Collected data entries
----

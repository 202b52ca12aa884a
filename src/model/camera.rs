use glam::{Mat4, Quat, Vec2, Vec3};

/// Orthographic 2D camera looking down the z axis.
///
/// `window_size` is the extent of world space visible on screen. Changing
/// the aspect ratio keeps the height and stretches the width.
#[derive(Debug, Clone)]
pub struct OrthoCamera {
    pub position: Vec3,
    pub rotation: f32,
    pub window_size: Vec2,
    pub aspect: f32,
    view_proj: Mat4,
    view_proj_inverse: Mat4,
}

impl Default for OrthoCamera {
    fn default() -> Self {
        Self::new()
    }
}

impl OrthoCamera {
    pub fn new() -> Self {
        let mut camera = Self {
            position: Vec3::ZERO,
            rotation: 0.0,
            window_size: Vec2::new(20.0, 20.0),
            aspect: 1.0,
            view_proj: Mat4::IDENTITY,
            view_proj_inverse: Mat4::IDENTITY,
        };
        camera.update();
        camera
    }

    pub fn set_aspect_ratio(&mut self, aspect: f32) {
        self.aspect = aspect;
        self.window_size.x = self.window_size.y * aspect;
        self.update();
    }

    /// Recompute the matrices from position, rotation and window size.
    pub fn update(&mut self) {
        let camera_to_world = Mat4::from_scale_rotation_translation(
            (self.window_size * 0.5).extend(1.0),
            Quat::from_rotation_z(self.rotation),
            Vec3::new(self.position.x, self.position.y, 0.0),
        );
        self.view_proj_inverse = camera_to_world;
        self.view_proj = camera_to_world.inverse();
    }

    pub fn view_proj(&self) -> Mat4 {
        self.view_proj
    }

    /// Maps clip space back to world space; the background shader uses it
    /// to scroll its texture with the camera.
    pub fn view_proj_inverse(&self) -> Mat4 {
        self.view_proj_inverse
    }
}
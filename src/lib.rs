// Re-export all public modules so they can be used from main.rs
pub mod config;
pub mod error;
pub mod logging;
pub mod utils;

// MVC Architecture
pub mod model;
pub mod view;
pub mod controller;

pub use config::SceneConfig;
pub use error::{Result, SceneError};
pub use model::Scene;

#[cfg(target_arch = "wasm32")]
mod web {
    use std::cell::RefCell;
    use std::rc::Rc;

    use wasm_bindgen::closure::Closure;
    use wasm_bindgen::{JsCast, JsValue, prelude::wasm_bindgen};
    use web_sys::{Document, Event, HtmlCanvasElement, KeyboardEvent, Window};

    use crate::config::SceneConfig;
    use crate::controller::frame_clock::WallClock;
    use crate::controller::input::{wasm::keyboard_event_to_input, InputEvent, InputProcessor, InputState};
    use crate::controller::FrameLoopContext;
    use crate::error::SceneError;
    use crate::logging;
    use crate::model::Scene;
    use crate::view::render::{self, SpriteRenderer};
    use crate::view::ui::FpsCounter;
    use crate::view::GpuContext;

    #[wasm_bindgen(start)]
    pub async fn start() -> Result<(), JsValue> {
        logging::init();

        let config = SceneConfig::default();
        let (window, document, canvas) = init_canvas(config.canvas_width, config.canvas_height)?;
        setup_app(config, &window, &document, canvas).await.map_err(|e| {
            tracing::error!("startup failed: {e}");
            js_error(e.to_string())
        })
    }

    /// Main application setup for WASM
    async fn setup_app(
        config: SceneConfig,
        window: &Window,
        document: &Document,
        canvas: HtmlCanvasElement,
    ) -> Result<(), SceneError> {
        let gpu = GpuContext::new(&canvas, config.canvas_width, config.canvas_height).await?;

        let mut scene = Scene::new(config, Box::new(WallClock::new()))?;
        let images = render::load_textures(scene.registry()).await?;
        let mut renderer = SpriteRenderer::new(&gpu, scene.registry(), &images)?;
        scene.attach(&mut renderer)?;

        let input_state = Rc::new(RefCell::new(InputState::new()));
        let input_processor = InputProcessor::default();
        setup_input_listeners(document, window, input_state.clone(), input_processor.clone())
            .map_err(|e| SceneError::Render(format!("failed to register listeners: {e:?}")))?;

        let mut frame_ctx = FrameLoopContext {
            scene,
            renderer,
            gpu,
            canvas,
            input_state,
            input_processor,
            egui_ctx: egui::Context::default(),
            fps: FpsCounter::default(),
        };

        // Continuous redraw using requestAnimationFrame
        let window_for_loop = window.clone();
        RcCellCallback::new(window.clone(), move || frame_ctx.update(&window_for_loop)).start();

        Ok(())
    }

    /// Keyboard and focus listeners feeding the shared input state
    fn setup_input_listeners(
        document: &Document,
        window: &Window,
        input_state: Rc<RefCell<InputState>>,
        input_processor: InputProcessor,
    ) -> Result<(), JsValue> {
        // Keyboard down
        {
            let input_state = input_state.clone();
            let keydown = Closure::wrap(Box::new(move |e: KeyboardEvent| {
                // Arrow keys would scroll the page
                if input_processor.is_steering_key(&e.key()) {
                    e.prevent_default();
                }
                input_state
                    .borrow_mut()
                    .process_event(&keyboard_event_to_input(&e, true));
            }) as Box<dyn FnMut(KeyboardEvent)>);
            document.add_event_listener_with_callback("keydown", keydown.as_ref().unchecked_ref())?;
            keydown.forget();
        }

        // Keyboard up
        {
            let input_state = input_state.clone();
            let keyup = Closure::wrap(Box::new(move |e: KeyboardEvent| {
                input_state
                    .borrow_mut()
                    .process_event(&keyboard_event_to_input(&e, false));
            }) as Box<dyn FnMut(KeyboardEvent)>);
            document.add_event_listener_with_callback("keyup", keyup.as_ref().unchecked_ref())?;
            keyup.forget();
        }

        // Focus loss - clear all keys
        {
            let input_state = input_state.clone();
            let blur = Closure::wrap(Box::new(move |_e: Event| {
                input_state.borrow_mut().process_event(&InputEvent::FocusLost);
            }) as Box<dyn FnMut(Event)>);
            window.add_event_listener_with_callback("blur", blur.as_ref().unchecked_ref())?;
            blur.forget();
        }

        // Visibility change - clear all keys
        {
            let document_for_state = document.clone();
            let visibility = Closure::wrap(Box::new(move |_e: Event| {
                let visible = !document_for_state.hidden();
                input_state
                    .borrow_mut()
                    .process_event(&InputEvent::VisibilityChanged { visible });
            }) as Box<dyn FnMut(Event)>);
            document.add_event_listener_with_callback("visibilitychange", visibility.as_ref().unchecked_ref())?;
            visibility.forget();
        }

        Ok(())
    }

    fn init_canvas(width: u32, height: u32) -> Result<(Window, Document, HtmlCanvasElement), JsValue> {
        let window = web_sys::window().ok_or(js_error("no global `window`"))?;
        let document = window.document().ok_or(js_error("no document on window"))?;
        let body = document.body().ok_or(js_error("no body on document"))?;
        let canvas_el = document
            .create_element("canvas")?
            .dyn_into::<HtmlCanvasElement>()
            .map_err(|_| js_error("failed to create canvas"))?;
        canvas_el.set_width(width);
        canvas_el.set_height(height);
        body.append_child(&canvas_el)?;
        Ok((window, document, canvas_el))
    }

    fn js_error<E: Into<String>>(msg: E) -> JsValue {
        JsValue::from_str(&msg.into())
    }

    /// Self-rescheduling requestAnimationFrame callback
    struct RcCellCallback {
        inner: Rc<RefCell<Box<dyn FnMut()>>>,
        window: Window,
    }

    impl RcCellCallback {
        fn new(window: Window, f: impl FnMut() + 'static) -> Self {
            Self {
                inner: Rc::new(RefCell::new(Box::new(f))),
                window,
            }
        }

        fn start(self) {
            let inner = self.inner.clone();
            let window = self.window.clone();

            let callback = Rc::new(RefCell::new(None::<Closure<dyn FnMut()>>));
            let callback_clone = callback.clone();

            *callback.borrow_mut() = Some(Closure::wrap(Box::new(move || {
                inner.borrow_mut().as_mut()();

                let cb_ref = callback_clone.borrow();
                if let Some(cb) = cb_ref.as_ref() {
                    if let Err(e) = window.request_animation_frame(cb.as_ref().unchecked_ref()) {
                        tracing::error!("requestAnimationFrame failed: {e:?}");
                    }
                }
            }) as Box<dyn FnMut()>));

            if let Some(cb) = callback.borrow().as_ref() {
                if let Err(e) = self.window.request_animation_frame(cb.as_ref().unchecked_ref()) {
                    tracing::error!("requestAnimationFrame failed: {e:?}");
                }
            }

            // Leak the closure to keep it alive
            std::mem::forget(callback);
        }
    }
}
use egui::{Context, RichText};
use glam::Vec3;

use crate::model::Scene;

/// What the debug overlay shows for one frame.
#[derive(Debug, Clone, PartialEq)]
pub struct HudStats {
    pub fps: f32,
    pub position: Vec3,
    pub velocity: Vec3,
    pub orientation: f32,
    pub thrust: f32,
    pub object_count: usize,
}

impl HudStats {
    pub fn from_scene(scene: &Scene, fps: f32) -> Self {
        let avatar = scene.avatar();
        Self {
            fps,
            position: avatar.position,
            velocity: avatar.velocity,
            orientation: avatar.orientation,
            thrust: avatar.thrust,
            object_count: scene.objects().len(),
        }
    }
}

/// Frames per second averaged over roughly half a second.
#[derive(Debug, Default)]
pub struct FpsCounter {
    fps: f32,
    frames: u32,
    elapsed: f32,
}

impl FpsCounter {
    pub fn tick(&mut self, dt: f32) -> f32 {
        self.frames += 1;
        self.elapsed += dt;
        if self.elapsed >= 0.5 {
            self.fps = self.frames as f32 / self.elapsed;
            self.frames = 0;
            self.elapsed = 0.0;
        }
        self.fps
    }
}

/// Tessellated overlay, ready for the renderer.
pub struct HudFrame {
    pub primitives: Vec<egui::ClippedPrimitive>,
    pub textures_delta: egui::TexturesDelta,
    pub pixels_per_point: f32,
}

/// Run egui for one frame. The platform output is returned for the native
/// window integration; the browser build drops it.
pub fn run_hud(
    egui_ctx: &Context,
    raw_input: egui::RawInput,
    stats: &HudStats,
) -> (HudFrame, egui::PlatformOutput) {
    let output = egui_ctx.run(raw_input, |ctx| draw_debug_window(ctx, stats));
    let primitives = egui_ctx.tessellate(output.shapes, output.pixels_per_point);
    (
        HudFrame {
            primitives,
            textures_delta: output.textures_delta,
            pixels_per_point: output.pixels_per_point,
        },
        output.platform_output,
    )
}

/// Raw input for a canvas of the given size, `now` in milliseconds.
pub fn canvas_input(width: u32, height: u32, now: f64) -> egui::RawInput {
    egui::RawInput {
        time: Some(now / 1000.0),
        screen_rect: Some(egui::Rect::from_min_size(
            egui::Pos2::ZERO,
            egui::vec2(width as f32, height as f32),
        )),
        ..Default::default()
    }
}

fn draw_debug_window(ctx: &Context, stats: &HudStats) {
    egui::Window::new("Debug")
        .default_pos([8.0, 8.0])
        .default_size([160.0, 100.0])
        .show(ctx, |ui| {
            ui.label(RichText::new(format!("FPS: {:.0}", stats.fps)).small());
            ui.label(
                RichText::new(format!(
                    "Pos: x: {:.1} y: {:.1}",
                    stats.position.x, stats.position.y
                ))
                .small(),
            );
            ui.label(
                RichText::new(format!(
                    "Vel: x: {:.2} y: {:.2}",
                    stats.velocity.x, stats.velocity.y
                ))
                .small(),
            );
            ui.label(
                RichText::new(format!(
                    "Heading: {:.0}°  Thrust: {:.0}",
                    stats.orientation.to_degrees(),
                    stats.thrust
                ))
                .small(),
            );
            ui.label(RichText::new(format!("Objects: {}", stats.object_count)).small());
            ui.separator();
            ui.label(RichText::new("Controls:").small());
            ui.label(RichText::new("Up / W - Thrust").small());
            ui.label(RichText::new("Down / S - Reverse").small());
            ui.label(RichText::new("Left / A, Right / D - Turn").small());
        });
}

#[cfg(test)]
mod tests {
    use super::*;
    use crate::config::SceneConfig;
    use crate::controller::ManualTime;

    #[test]
    fn fps_settles_after_half_a_second() {
        let mut counter = FpsCounter::default();
        let mut fps = 0.0;
        for _ in 0..40 {
            fps = counter.tick(1.0 / 60.0);
        }
        assert!((fps - 60.0).abs() < 0.5, "fps = {fps}");
    }

    #[test]
    fn fps_is_zero_before_first_window() {
        let mut counter = FpsCounter::default();
        assert_eq!(counter.tick(0.016), 0.0);
    }

    #[test]
    fn stats_follow_the_avatar() {
        let scene = Scene::new(SceneConfig::default(), Box::new(ManualTime::new(0.0))).unwrap();
        let stats = HudStats::from_scene(&scene, 59.0);
        assert_eq!(stats.position, Vec3::new(-13.0, -13.0, 0.0));
        assert_eq!(stats.object_count, 2);
        assert_eq!(stats.fps, 59.0);
    }
}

----

Your instructions :: Show the lines above that have the word "aspect".

The completed task ::
/// the aspect ratio keeps the height and stretches the width.
    pub aspect: f32,
            aspect: 1.0,
    pub fn set_aspect_ratio(&mut self, aspect: f32) {
        self.aspect = aspect;
        self.window_size.x = self.window_size.y * aspect;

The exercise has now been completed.